Ghana’s sprawling capital city Accra is heading for lockdown with increasing numbers of urban migration and stalled mass development projects. Accra is being chocked by people, garbage, and environmental waste. In short, Accra is fast becoming one big slum.

Accra, situated on the Atlantic coast is Ghana’s capital city and its commercial hub. With a population of about five million people, it is Ghana’s largest city and Africa’s twelfth largest metropolitan area.

Over the years, Accra has transformed itself into a modern city; but this modern city hides a very dark secret. In the corners of the city, in the backstreets and in the places far away from many city dwellers lie other growing communities.

These are the forgotten communities, the denied communities, the communities the authorities find offensive and have for many years tried to get rid of. Yet hard as they try, these communities thrive and grow fuelled by a steady influx of rural folks heading to the city to seek for pastures that seem green but are truly filled with venom.

The slums are gradually taking over the city. From the largest Slum in Accra, Sodom and Gomorrah to places like Babylon, Ecomog, Liberia and the Gutter communities along the main drainage systems in Accra, the city is losing its battle to develop and grow into a world class city.

What accounts for the growth of these slums in the city? And why does it seem that City authorities are losing the fight to stop the rather rapid expansion of these slums?

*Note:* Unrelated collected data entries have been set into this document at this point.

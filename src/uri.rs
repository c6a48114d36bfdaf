//! Resource locators: `file://`, `rtp://` and `rtsp://`

use std::fmt;
use std::path::{Path, PathBuf};

use crate::error::ConfigError;

/// Transport a stream is received over.
#[derive(Debug, Clone, Copy, PartialEq, Eq, Hash)]
pub enum Protocol {
    File,
    Rtp,
    Rtsp,
}

impl Protocol {
    pub fn as_str(self) -> &'static str {
        match self {
            Protocol::File => "file",
            Protocol::Rtp => "rtp",
            Protocol::Rtsp => "rtsp",
        }
    }

    pub fn is_network(self) -> bool {
        !matches!(self, Protocol::File)
    }
}

impl fmt::Display for Protocol {
    fn fmt(&self, f: &mut fmt::Formatter<'_>) -> fmt::Result {
        f.write_str(self.as_str())
    }
}

/// Parsed resource locator.
#[derive(Debug, Clone, PartialEq, Eq)]
pub struct Uri {
    /// Original string as given
    pub string: String,
    pub protocol: Protocol,
    /// File path for `file`, host for network protocols
    pub location: String,
    /// Request path for rtsp (`/test` in `rtsp://host:8554/test`), empty otherwise
    pub path: String,
    pub port: Option<u16>,
    /// Lower-cased file extension, empty when absent
    pub extension: String,
}

impl Uri {
    /// Parse `scheme://location`. Strings without a scheme are file paths.
    pub fn parse(input: &str) -> Result<Self, ConfigError> {
        let input = input.trim();
        if input.is_empty() {
            return Err(ConfigError::EmptyResource);
        }

        let (scheme, rest) = match input.split_once("://") {
            Some((scheme, rest)) => (scheme.to_ascii_lowercase(), rest),
            None => ("file".to_string(), input),
        };

        let protocol = match scheme.as_str() {
            "file" => Protocol::File,
            "rtp" => Protocol::Rtp,
            "rtsp" => Protocol::Rtsp,
            _ => return Err(ConfigError::UnsupportedProtocol(scheme)),
        };

        match protocol {
            Protocol::File => {
                let extension = Path::new(rest)
                    .extension()
                    .map(|ext| ext.to_string_lossy().to_ascii_lowercase())
                    .unwrap_or_default();
                Ok(Self {
                    string: input.to_string(),
                    protocol,
                    location: rest.to_string(),
                    path: String::new(),
                    port: None,
                    extension,
                })
            }
            Protocol::Rtp | Protocol::Rtsp => {
                let (authority, path) = match rest.find('/') {
                    Some(idx) => (&rest[..idx], &rest[idx..]),
                    None => (rest, ""),
                };
                let (host, port) = split_port(authority, input)?;
                Ok(Self {
                    string: input.to_string(),
                    protocol,
                    location: host.to_string(),
                    path: path.to_string(),
                    port,
                    extension: String::new(),
                })
            }
        }
    }

    /// Filesystem path of a `file` resource.
    pub fn file_path(&self) -> Option<PathBuf> {
        (self.protocol == Protocol::File).then(|| PathBuf::from(&self.location))
    }

    /// Multicast group to join for rtp, `None` when listening on any interface.
    pub fn multicast_group(&self) -> Option<&str> {
        match self.location.as_str() {
            "" | "@" | "0.0.0.0" => None,
            host => Some(host),
        }
    }
}

impl fmt::Display for Uri {
    fn fmt(&self, f: &mut fmt::Formatter<'_>) -> fmt::Result {
        f.write_str(&self.string)
    }
}

fn split_port<'a>(authority: &'a str, input: &str) -> Result<(&'a str, Option<u16>), ConfigError> {
    // bracketed IPv6 hosts keep their colons
    let port_sep = match authority.rfind(']') {
        Some(end) => authority[end..].find(':').map(|idx| idx + end),
        None => authority.rfind(':'),
    };

    let Some(idx) = port_sep else {
        return Ok((authority, None));
    };

    let port = authority[idx + 1..]
        .parse::<u16>()
        .ok()
        .filter(|port| *port > 0)
        .ok_or_else(|| ConfigError::InvalidPort(input.to_string()))?;
    Ok((&authority[..idx], Some(port)))
}

#[cfg(test)]
mod tests {
    use super::*;

    #[test]
    fn rtp_any_interface() {
        let uri = Uri::parse("rtp://@:5000").unwrap();
        assert_eq!(uri.protocol, Protocol::Rtp);
        assert_eq!(uri.port, Some(5000));
        assert_eq!(uri.multicast_group(), None);
    }

    #[test]
    fn rtp_multicast_group() {
        let uri = Uri::parse("rtp://224.0.0.1:1234").unwrap();
        assert_eq!(uri.multicast_group(), Some("224.0.0.1"));
        assert_eq!(uri.port, Some(1234));
    }

    #[test]
    fn rtsp_keeps_path() {
        let uri = Uri::parse("rtsp://127.0.0.1:8554/test").unwrap();
        assert_eq!(uri.protocol, Protocol::Rtsp);
        assert_eq!(uri.location, "127.0.0.1");
        assert_eq!(uri.path, "/test");
        assert_eq!(uri.port, Some(8554));
        assert_eq!(uri.to_string(), "rtsp://127.0.0.1:8554/test");
    }

    #[test]
    fn bare_path_is_file() {
        let uri = Uri::parse("/data/clips/Video.MKV").unwrap();
        assert_eq!(uri.protocol, Protocol::File);
        assert_eq!(uri.extension, "mkv");
        assert_eq!(uri.file_path(), Some(PathBuf::from("/data/clips/Video.MKV")));
    }

    #[test]
    fn rejects_bad_input() {
        assert_eq!(Uri::parse("  "), Err(ConfigError::EmptyResource));
        assert!(matches!(
            Uri::parse("v4l2:///dev/video0"),
            Err(ConfigError::UnsupportedProtocol(p)) if p == "v4l2"
        ));
        assert!(matches!(Uri::parse("rtp://@:0"), Err(ConfigError::InvalidPort(_))));
        assert!(matches!(Uri::parse("rtp://@:port"), Err(ConfigError::InvalidPort(_))));
    }
}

Government’s inability to strengthen the decentralization process and create wealth generating programmes in the districts and regions and a lack of fundamental facilities for education, health and business are reasons why hundreds make the journey to Accra each day.

The city provides incentives that many other communities do not provide and city authorities are dazed by the sheer numbers that make the trip.

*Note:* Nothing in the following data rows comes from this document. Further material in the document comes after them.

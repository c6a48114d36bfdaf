//! streamcap: decode a file/RTP/RTSP stream and capture frames in a loop

use std::path::{Path, PathBuf};
use std::sync::atomic::{AtomicBool, Ordering};
use std::sync::Arc;
use std::time::{Duration, Instant};

use color_eyre::{eyre::eyre, Result};
use streamcap::capture::PixelFormat;
use streamcap::{CaptureLoopConfig, Config, DecodeError, Decoder, DecoderOptions, GstRuntime};
use tracing::{debug, info, warn};
use tracing_subscriber::prelude::*;
use tracing_subscriber::{fmt, EnvFilter};

#[tokio::main]
async fn main() -> Result<()> {
    color_eyre::install()?;

    let (config_path, resource) = parse_args();
    let mut config = Config::load(config_path.as_deref())?;
    if let Some(resource) = resource {
        config.decoder.resource = resource;
    }

    init_tracing(&config.logging.filter);
    info!("streamcap launching...");
    streamcap::CONFIG.store(Arc::new(config.clone()));

    if let Some(path) = &config.capture.snapshot {
        snapshot_color(config.capture.format)
            .ok_or_else(|| eyre!("cannot write {} frames as PNG ({})", config.capture.format, path.display()))?;
    }

    let runtime = GstRuntime::init()?;
    let options = DecoderOptions::try_from(&config.decoder)?;
    info!("decoding {} ({})", options.resource, options.codec);
    let decoder = Decoder::create(&runtime, options)?;

    let stop = Arc::new(AtomicBool::new(false));
    let worker_stop = Arc::clone(&stop);
    let capture_config = config.capture.clone();
    let mut worker =
        tokio::task::spawn_blocking(move || run_capture(decoder, &capture_config, &worker_stop));

    let captured = tokio::select! {
        result = &mut worker => result??,
        _ = tokio::signal::ctrl_c() => {
            info!("interrupted, stopping capture");
            stop.store(true, Ordering::Relaxed);
            worker.await??
        }
    };

    info!("streamcap shutting down after {} frames", captured);
    Ok(())
}

/// `streamcap [config.toml] [resource]`
fn parse_args() -> (Option<PathBuf>, Option<String>) {
    let mut config = None;
    let mut resource = None;
    for arg in std::env::args().skip(1) {
        if config.is_none() && arg.ends_with(".toml") {
            config = Some(PathBuf::from(arg));
        } else {
            resource = Some(arg);
        }
    }
    (config, resource)
}

fn init_tracing(default_filter: &str) {
    let filter =
        EnvFilter::try_from_default_env().unwrap_or_else(|_| EnvFilter::new(default_filter));
    let registry = tracing_subscriber::registry()
        .with(filter)
        .with(fmt::layer().with_timer(fmt::time::uptime()));

    #[cfg(feature = "profiling")]
    let registry = registry.with(tracing_tracy::TracyLayer::default());

    registry.init();
}

fn run_capture(mut decoder: Decoder, config: &CaptureLoopConfig, stop: &AtomicBool) -> Result<u64> {
    decoder.open()?;

    let timeout = config.timeout();
    let mut last = Vec::new();
    let mut geometry = (0, 0);
    let mut total = 0u64;
    let mut window_frames = 0u64;
    let mut window_start = Instant::now();

    while !stop.load(Ordering::Relaxed) {
        match decoder.capture(config.format, timeout) {
            Ok(frame) => {
                total += 1;
                window_frames += 1;
                if config.snapshot.is_some() {
                    last.clear();
                    last.extend_from_slice(frame.data);
                    geometry = (frame.width, frame.height);
                }
            }
            Err(DecodeError::Timeout) => debug!("no frame within {:?}", timeout),
            Err(err) if err.is_end_of_stream() => {
                info!("end of stream");
                break;
            }
            Err(err) if err.is_transient() => {
                warn!("capture failed: {}", err);
                std::thread::sleep(Duration::from_millis(100));
            }
            Err(err) => return Err(err.into()),
        }

        let elapsed = window_start.elapsed();
        if elapsed >= Duration::from_secs(1) {
            let stats = decoder.stats();
            info!(
                "{:.1} fps, {}x{}, {} overwritten, {} dropped",
                window_frames as f64 / elapsed.as_secs_f64(),
                decoder.width(),
                decoder.height(),
                stats.ring.overwritten,
                stats.dropped
            );
            window_frames = 0;
            window_start = Instant::now();
        }

        if config.max_frames.is_some_and(|max| total >= max) {
            info!("captured {} frames, stopping", total);
            break;
        }
    }

    decoder.close();

    if let Some(path) = &config.snapshot {
        if last.is_empty() {
            warn!("no frame captured, skipping snapshot");
        } else {
            save_snapshot(path, &last, geometry, config.format)?;
        }
    }
    Ok(total)
}

fn snapshot_color(format: PixelFormat) -> Option<image::ColorType> {
    match format {
        PixelFormat::Rgb8 => Some(image::ColorType::Rgb8),
        PixelFormat::Rgba8 => Some(image::ColorType::Rgba8),
        PixelFormat::Gray8 => Some(image::ColorType::L8),
        _ => None,
    }
}

fn save_snapshot(path: &Path, data: &[u8], (width, height): (u32, u32), format: PixelFormat) -> Result<()> {
    let color = snapshot_color(format).ok_or_else(|| eyre!("cannot write {} as PNG", format))?;
    image::save_buffer_with_format(path, data, width, height, color, image::ImageFormat::Png)?;
    info!("wrote {}x{} snapshot to {}", width, height, path.display());
    Ok(())
}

Slums are normally run down communities with substandard housing, poor facilities, no potable water, no electricity, poor drainage and waste management systems.

According to a recent survey conducted by a United Nations Environmental Agency, a third of people living in Accra live in slums. This figure is estimated at about 1.8 million Ghanaians.

The recent demolition exercise by city authorities and the desire by the Metropolitan assembly to curb the fast growing menace took a rather interesting turn when, the assembly decided to abandon its tough stance on the exercise.

With a shortage of 1.5 million housing units and urban migration increasing, Accra is seriously hanging on a shoe string.

Many have complained of the growing indiscipline, lawlessness and crime ravaging the city; but the finger seems to point to the slums where it is said that criminals and the like hide to avoid being tracked and arrested.

What is the alternative? How do we keep a steady pace up the middle income ladder? With so many moving down in search of their proverbial gold bar, we need to step up as a nation and find solutions to the many challenges that beset our capital city.

Suggestions include creating a new capital city, to improve decentralization, to improve housing and create industries in the rural community. All these are good but presently, the city hangs in a balance and the tilt is getting steeper by the day. We just may slip if we do not correct the canker now.